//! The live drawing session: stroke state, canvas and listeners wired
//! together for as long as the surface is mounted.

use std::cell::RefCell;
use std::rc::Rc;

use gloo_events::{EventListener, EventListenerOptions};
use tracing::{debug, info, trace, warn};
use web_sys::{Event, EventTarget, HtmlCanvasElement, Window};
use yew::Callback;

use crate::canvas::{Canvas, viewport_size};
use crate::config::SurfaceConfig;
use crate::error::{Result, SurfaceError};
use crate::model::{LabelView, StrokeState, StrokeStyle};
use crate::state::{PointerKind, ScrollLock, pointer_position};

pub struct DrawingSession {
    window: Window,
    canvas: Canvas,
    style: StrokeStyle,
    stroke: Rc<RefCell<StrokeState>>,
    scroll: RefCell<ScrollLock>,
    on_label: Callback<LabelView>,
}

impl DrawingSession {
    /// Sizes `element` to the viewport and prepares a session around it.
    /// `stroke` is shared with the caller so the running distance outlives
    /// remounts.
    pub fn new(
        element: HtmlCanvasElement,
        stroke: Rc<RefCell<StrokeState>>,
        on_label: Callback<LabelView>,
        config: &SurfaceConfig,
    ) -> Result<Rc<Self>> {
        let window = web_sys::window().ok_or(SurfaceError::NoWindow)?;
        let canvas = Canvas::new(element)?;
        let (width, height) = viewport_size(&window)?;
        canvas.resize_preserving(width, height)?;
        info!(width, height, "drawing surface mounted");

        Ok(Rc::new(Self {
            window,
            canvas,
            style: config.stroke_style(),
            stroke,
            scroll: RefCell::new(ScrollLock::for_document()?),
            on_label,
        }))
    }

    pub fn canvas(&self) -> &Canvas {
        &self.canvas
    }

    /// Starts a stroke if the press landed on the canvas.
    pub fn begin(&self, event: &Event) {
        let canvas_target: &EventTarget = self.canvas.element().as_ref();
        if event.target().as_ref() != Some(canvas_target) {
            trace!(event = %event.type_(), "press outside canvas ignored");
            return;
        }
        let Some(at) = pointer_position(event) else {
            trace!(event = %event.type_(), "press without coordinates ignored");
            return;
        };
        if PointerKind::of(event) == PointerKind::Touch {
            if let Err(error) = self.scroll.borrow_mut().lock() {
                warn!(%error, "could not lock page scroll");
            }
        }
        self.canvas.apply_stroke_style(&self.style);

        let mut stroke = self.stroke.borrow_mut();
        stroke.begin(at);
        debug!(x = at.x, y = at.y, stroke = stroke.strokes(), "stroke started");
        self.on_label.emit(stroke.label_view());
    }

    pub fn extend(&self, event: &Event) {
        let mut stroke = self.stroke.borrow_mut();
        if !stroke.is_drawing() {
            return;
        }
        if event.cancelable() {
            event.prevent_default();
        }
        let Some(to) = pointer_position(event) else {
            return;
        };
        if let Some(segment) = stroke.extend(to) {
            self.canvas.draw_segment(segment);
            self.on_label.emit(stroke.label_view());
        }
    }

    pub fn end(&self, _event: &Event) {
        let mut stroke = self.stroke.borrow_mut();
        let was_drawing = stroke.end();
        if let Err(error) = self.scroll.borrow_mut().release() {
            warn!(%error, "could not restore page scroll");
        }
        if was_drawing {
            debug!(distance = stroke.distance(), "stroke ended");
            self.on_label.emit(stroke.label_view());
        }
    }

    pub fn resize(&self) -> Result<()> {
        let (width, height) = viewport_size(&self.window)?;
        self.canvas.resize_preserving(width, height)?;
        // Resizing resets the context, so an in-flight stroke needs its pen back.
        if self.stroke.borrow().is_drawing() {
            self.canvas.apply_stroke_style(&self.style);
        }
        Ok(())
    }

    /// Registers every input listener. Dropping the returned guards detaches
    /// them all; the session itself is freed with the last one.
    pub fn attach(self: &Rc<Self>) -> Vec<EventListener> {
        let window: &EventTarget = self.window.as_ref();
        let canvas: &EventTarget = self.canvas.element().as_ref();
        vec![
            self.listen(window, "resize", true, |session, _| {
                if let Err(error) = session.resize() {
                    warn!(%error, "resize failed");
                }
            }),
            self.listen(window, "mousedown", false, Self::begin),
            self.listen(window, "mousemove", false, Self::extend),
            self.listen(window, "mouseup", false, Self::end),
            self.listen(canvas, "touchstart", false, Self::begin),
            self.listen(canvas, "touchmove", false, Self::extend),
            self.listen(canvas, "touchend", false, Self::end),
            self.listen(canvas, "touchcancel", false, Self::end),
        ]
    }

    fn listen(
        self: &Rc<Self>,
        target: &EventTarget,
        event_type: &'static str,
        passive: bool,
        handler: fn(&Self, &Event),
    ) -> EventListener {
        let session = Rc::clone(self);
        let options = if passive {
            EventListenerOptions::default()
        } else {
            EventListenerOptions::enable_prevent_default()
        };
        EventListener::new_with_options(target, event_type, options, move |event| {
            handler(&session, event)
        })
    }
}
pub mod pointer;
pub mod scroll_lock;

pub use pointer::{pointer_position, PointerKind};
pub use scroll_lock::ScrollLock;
...
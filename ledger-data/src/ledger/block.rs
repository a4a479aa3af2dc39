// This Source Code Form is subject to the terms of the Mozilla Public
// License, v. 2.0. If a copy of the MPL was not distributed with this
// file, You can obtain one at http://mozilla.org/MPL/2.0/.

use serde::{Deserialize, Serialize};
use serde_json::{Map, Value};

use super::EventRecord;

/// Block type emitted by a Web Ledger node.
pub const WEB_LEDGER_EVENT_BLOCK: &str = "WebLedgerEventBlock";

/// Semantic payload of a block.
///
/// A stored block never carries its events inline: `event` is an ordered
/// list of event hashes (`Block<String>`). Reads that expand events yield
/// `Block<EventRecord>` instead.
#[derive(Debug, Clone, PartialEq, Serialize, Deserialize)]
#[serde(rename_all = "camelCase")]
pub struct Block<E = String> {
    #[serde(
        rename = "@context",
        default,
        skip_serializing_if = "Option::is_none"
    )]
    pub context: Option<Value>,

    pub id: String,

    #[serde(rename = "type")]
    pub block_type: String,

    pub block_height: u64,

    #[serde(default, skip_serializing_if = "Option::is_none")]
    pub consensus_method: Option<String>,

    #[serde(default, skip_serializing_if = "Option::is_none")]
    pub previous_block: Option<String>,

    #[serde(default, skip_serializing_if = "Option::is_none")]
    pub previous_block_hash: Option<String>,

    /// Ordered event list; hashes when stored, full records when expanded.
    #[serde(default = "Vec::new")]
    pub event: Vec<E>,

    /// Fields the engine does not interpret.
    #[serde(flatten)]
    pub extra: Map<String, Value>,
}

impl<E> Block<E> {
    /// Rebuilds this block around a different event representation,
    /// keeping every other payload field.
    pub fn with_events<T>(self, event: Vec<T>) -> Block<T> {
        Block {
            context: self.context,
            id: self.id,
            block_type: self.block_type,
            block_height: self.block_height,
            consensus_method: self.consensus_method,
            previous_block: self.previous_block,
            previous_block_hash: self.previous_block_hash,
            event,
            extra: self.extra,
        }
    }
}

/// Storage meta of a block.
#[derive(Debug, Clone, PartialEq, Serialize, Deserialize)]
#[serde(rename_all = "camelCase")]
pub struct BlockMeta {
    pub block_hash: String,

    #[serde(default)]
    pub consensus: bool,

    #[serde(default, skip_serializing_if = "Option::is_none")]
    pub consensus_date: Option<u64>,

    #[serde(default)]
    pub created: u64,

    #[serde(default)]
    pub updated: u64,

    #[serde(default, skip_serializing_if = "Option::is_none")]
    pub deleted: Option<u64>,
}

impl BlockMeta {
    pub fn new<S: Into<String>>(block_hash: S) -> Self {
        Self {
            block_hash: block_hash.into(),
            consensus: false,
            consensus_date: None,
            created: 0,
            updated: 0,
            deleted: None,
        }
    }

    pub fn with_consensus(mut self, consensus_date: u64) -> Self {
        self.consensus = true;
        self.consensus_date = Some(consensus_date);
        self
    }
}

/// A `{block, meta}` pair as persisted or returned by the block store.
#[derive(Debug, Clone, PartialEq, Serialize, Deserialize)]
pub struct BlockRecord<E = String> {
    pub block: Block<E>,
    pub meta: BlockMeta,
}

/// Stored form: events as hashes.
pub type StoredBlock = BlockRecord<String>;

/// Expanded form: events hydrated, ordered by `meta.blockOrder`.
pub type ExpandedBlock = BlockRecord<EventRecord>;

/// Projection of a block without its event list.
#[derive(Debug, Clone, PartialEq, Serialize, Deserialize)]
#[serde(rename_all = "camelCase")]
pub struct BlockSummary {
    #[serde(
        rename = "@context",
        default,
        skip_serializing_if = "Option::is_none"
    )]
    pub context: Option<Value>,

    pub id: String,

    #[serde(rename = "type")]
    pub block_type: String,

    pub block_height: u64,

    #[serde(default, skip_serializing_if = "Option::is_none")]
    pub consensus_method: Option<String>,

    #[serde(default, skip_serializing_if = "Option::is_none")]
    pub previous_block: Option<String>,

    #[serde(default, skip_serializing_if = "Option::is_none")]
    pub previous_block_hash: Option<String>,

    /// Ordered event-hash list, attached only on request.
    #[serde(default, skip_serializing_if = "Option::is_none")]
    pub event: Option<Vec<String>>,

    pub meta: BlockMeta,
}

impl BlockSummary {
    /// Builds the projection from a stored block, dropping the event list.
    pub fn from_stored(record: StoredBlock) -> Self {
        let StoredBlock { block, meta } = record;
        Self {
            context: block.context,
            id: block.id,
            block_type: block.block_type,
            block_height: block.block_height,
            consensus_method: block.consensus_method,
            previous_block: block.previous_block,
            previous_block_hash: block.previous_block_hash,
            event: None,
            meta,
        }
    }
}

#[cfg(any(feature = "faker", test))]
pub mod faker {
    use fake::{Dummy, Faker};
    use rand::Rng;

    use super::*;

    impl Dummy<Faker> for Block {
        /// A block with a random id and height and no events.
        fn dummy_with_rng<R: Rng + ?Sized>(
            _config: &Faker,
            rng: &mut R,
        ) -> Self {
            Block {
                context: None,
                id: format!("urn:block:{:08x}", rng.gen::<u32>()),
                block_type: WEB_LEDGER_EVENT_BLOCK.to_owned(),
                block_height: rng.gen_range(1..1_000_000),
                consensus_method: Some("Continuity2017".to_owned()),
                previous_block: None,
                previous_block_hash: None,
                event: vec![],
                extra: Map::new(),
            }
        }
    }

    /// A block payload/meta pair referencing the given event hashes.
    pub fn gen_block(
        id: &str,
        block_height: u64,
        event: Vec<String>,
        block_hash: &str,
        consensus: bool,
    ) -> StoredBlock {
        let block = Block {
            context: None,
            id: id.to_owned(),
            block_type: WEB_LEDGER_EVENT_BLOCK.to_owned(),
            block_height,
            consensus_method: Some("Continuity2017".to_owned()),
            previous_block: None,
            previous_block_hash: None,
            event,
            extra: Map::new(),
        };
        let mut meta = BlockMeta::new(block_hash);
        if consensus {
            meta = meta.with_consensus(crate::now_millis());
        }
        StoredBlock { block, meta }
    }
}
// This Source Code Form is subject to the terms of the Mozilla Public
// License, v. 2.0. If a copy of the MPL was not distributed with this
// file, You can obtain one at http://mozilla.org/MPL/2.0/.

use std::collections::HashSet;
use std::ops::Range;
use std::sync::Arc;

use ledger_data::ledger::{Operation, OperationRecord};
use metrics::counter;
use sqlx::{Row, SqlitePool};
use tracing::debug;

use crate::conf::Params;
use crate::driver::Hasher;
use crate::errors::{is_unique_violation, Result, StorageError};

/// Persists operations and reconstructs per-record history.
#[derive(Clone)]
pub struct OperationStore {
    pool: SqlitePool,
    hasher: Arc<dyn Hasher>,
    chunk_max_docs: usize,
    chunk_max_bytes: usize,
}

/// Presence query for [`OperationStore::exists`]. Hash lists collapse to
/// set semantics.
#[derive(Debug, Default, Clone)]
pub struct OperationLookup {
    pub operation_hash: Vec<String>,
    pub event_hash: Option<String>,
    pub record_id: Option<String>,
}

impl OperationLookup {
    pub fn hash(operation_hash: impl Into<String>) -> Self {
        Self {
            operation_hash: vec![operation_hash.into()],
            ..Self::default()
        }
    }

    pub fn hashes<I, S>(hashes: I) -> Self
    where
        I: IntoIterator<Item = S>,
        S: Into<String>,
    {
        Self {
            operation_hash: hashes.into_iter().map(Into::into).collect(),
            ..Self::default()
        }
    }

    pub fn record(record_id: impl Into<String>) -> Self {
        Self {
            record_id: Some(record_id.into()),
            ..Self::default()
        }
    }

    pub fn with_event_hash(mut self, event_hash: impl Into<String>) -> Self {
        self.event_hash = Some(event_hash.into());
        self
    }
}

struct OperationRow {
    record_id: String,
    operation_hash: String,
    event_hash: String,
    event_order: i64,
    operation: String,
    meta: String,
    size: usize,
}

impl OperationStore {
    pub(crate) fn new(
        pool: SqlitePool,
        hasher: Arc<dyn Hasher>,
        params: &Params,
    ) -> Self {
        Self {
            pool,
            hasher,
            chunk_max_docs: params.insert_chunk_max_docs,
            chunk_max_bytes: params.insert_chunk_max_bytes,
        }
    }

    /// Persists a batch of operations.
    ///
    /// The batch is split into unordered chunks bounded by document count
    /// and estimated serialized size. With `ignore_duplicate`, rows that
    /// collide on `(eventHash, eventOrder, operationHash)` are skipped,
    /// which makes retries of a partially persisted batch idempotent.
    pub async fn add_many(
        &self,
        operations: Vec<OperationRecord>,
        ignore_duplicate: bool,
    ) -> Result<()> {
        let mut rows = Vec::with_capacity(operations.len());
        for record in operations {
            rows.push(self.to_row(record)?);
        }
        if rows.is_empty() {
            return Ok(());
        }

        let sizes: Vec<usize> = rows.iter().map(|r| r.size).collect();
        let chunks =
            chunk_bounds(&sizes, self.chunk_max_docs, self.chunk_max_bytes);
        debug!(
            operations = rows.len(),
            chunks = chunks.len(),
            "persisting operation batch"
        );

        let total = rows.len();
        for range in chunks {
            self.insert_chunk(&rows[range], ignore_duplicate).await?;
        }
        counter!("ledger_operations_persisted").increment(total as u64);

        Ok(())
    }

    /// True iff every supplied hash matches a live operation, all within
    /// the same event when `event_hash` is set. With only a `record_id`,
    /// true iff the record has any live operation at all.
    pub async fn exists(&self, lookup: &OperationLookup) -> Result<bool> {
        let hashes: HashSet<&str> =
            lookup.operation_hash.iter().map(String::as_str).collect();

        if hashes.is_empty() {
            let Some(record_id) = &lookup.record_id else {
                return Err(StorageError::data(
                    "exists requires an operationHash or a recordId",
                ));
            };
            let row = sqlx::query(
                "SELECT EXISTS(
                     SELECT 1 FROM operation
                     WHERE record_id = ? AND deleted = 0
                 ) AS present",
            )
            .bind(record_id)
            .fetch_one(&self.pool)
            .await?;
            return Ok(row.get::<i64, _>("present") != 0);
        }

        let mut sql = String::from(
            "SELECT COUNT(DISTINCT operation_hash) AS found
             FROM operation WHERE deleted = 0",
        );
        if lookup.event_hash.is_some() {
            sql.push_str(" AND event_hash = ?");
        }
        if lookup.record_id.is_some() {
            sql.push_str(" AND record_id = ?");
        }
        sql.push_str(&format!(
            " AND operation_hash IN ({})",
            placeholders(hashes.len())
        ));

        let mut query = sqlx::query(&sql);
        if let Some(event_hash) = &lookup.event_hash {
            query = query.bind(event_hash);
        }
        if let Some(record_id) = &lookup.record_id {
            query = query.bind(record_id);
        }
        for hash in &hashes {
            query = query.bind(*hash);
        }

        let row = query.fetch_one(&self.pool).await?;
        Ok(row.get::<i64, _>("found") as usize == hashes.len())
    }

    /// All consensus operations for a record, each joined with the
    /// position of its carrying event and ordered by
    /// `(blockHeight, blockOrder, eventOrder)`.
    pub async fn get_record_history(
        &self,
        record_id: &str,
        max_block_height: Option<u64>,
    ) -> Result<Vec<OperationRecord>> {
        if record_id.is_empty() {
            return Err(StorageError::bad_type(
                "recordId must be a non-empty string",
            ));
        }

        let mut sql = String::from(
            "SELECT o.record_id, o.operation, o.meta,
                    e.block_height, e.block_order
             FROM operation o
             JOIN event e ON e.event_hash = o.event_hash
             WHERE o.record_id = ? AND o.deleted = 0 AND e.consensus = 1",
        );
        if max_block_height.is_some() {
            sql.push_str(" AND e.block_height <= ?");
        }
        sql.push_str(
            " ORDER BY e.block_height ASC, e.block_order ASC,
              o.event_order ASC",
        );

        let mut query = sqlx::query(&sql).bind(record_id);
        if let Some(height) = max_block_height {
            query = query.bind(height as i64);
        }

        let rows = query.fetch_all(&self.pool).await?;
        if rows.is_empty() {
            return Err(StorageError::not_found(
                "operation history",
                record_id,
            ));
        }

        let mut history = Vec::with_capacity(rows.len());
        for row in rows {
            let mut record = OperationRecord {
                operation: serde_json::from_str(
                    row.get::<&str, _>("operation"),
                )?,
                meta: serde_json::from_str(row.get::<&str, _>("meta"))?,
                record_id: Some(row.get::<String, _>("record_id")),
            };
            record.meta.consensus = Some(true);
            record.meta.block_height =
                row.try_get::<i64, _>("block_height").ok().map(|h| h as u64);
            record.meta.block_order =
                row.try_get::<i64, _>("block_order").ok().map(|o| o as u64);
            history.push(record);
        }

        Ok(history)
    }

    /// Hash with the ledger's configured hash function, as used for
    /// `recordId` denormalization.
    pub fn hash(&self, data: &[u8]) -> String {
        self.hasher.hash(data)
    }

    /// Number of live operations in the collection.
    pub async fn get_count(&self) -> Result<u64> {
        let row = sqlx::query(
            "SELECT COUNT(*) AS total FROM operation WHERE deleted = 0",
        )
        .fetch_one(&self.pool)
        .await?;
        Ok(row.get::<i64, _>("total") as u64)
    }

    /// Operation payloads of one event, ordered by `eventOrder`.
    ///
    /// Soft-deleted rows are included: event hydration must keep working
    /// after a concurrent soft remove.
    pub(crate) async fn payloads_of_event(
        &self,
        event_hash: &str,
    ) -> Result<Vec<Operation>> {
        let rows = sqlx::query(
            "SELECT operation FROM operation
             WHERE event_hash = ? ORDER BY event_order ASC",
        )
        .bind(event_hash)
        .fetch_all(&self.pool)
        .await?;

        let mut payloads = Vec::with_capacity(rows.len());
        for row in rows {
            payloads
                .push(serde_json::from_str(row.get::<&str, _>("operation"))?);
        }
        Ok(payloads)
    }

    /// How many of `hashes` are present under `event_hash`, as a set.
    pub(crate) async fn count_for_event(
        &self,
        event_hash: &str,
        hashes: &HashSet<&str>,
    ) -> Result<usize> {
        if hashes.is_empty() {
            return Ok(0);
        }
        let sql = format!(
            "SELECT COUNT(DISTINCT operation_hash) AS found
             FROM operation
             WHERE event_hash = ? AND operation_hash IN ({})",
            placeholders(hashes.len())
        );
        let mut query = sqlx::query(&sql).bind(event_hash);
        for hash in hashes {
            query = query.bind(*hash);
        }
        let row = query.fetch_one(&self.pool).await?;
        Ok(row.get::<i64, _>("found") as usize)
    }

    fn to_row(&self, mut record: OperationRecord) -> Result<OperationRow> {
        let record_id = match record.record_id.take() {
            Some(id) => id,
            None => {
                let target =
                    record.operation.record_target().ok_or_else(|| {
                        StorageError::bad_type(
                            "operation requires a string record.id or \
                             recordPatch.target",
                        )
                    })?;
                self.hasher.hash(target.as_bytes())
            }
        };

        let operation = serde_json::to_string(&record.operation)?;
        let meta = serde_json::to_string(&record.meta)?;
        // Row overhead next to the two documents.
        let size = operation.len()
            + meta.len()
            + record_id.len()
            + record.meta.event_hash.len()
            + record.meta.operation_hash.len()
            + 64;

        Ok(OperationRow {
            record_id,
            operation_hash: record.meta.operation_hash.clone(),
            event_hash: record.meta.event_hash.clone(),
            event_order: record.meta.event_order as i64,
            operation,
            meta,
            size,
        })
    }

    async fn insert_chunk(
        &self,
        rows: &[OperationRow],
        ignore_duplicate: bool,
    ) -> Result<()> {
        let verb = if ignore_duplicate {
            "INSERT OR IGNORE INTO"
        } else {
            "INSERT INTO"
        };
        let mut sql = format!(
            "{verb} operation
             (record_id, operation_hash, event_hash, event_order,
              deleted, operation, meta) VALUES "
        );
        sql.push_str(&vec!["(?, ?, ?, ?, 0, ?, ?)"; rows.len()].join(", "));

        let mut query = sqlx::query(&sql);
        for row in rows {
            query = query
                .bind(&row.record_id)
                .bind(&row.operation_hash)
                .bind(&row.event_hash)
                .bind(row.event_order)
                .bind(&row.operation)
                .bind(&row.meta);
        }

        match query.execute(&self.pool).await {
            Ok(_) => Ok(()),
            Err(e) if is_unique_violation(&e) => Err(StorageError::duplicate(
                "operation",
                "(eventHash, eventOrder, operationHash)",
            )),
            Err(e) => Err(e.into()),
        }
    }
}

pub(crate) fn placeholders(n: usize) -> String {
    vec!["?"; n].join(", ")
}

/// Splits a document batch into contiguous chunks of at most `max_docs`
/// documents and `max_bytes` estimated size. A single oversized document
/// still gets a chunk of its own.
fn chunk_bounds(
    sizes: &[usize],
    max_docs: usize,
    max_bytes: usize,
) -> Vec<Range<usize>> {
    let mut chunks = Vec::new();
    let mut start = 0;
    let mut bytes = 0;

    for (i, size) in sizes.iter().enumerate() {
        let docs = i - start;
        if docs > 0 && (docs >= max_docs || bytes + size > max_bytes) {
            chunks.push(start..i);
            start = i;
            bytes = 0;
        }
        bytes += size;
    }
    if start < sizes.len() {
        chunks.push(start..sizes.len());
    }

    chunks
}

(What the exercise asks) Set down, exactly as they stand above, the lines starting with the line with "and listeners wired" and going on through the line with "if PointerKind::of(event) == PointerKind::Touch", and no others.

(Answer section)
//! The live drawing session: stroke state, canvas and listeners wired
//! together for as long as the surface is mounted.

use std::cell::RefCell;
use std::rc::Rc;

use gloo_events::{EventListener, EventListenerOptions};
use tracing::{debug, info, trace, warn};
use web_sys::{Event, EventTarget, HtmlCanvasElement, Window};
use yew::Callback;

use crate::canvas::{Canvas, viewport_size};
use crate::config::SurfaceConfig;
use crate::error::{Result, SurfaceError};
use crate::model::{LabelView, StrokeState, StrokeStyle};
use crate::state::{PointerKind, ScrollLock, pointer_position};

pub struct DrawingSession {
    window: Window,
    canvas: Canvas,
    style: StrokeStyle,
    stroke: Rc<RefCell<StrokeState>>,
    scroll: RefCell<ScrollLock>,
    on_label: Callback<LabelView>,
}

impl DrawingSession {
    /// Sizes `element` to the viewport and prepares a session around it.
    /// `stroke` is shared with the caller so the running distance outlives
    /// remounts.
    pub fn new(
        element: HtmlCanvasElement,
        stroke: Rc<RefCell<StrokeState>>,
        on_label: Callback<LabelView>,
        config: &SurfaceConfig,
    ) -> Result<Rc<Self>> {
        let window = web_sys::window().ok_or(SurfaceError::NoWindow)?;
        let canvas = Canvas::new(element)?;
        let (width, height) = viewport_size(&window)?;
        canvas.resize_preserving(width, height)?;
        info!(width, height, "drawing surface mounted");

        Ok(Rc::new(Self {
            window,
            canvas,
            style: config.stroke_style(),
            stroke,
            scroll: RefCell::new(ScrollLock::for_document()?),
            on_label,
        }))
    }

    pub fn canvas(&self) -> &Canvas {
        &self.canvas
    }

    /// Starts a stroke if the press landed on the canvas.
    pub fn begin(&self, event: &Event) {
        let canvas_target: &EventTarget = self.canvas.element().as_ref();
        if event.target().as_ref() != Some(canvas_target) {
            trace!(event = %event.type_(), "press outside canvas ignored");
            return;
        }
        let Some(at) = pointer_position(event) else {
            trace!(event = %event.type_(), "press without coordinates ignored");
            return;
        };
        if PointerKind::of(event) == PointerKind::Touch {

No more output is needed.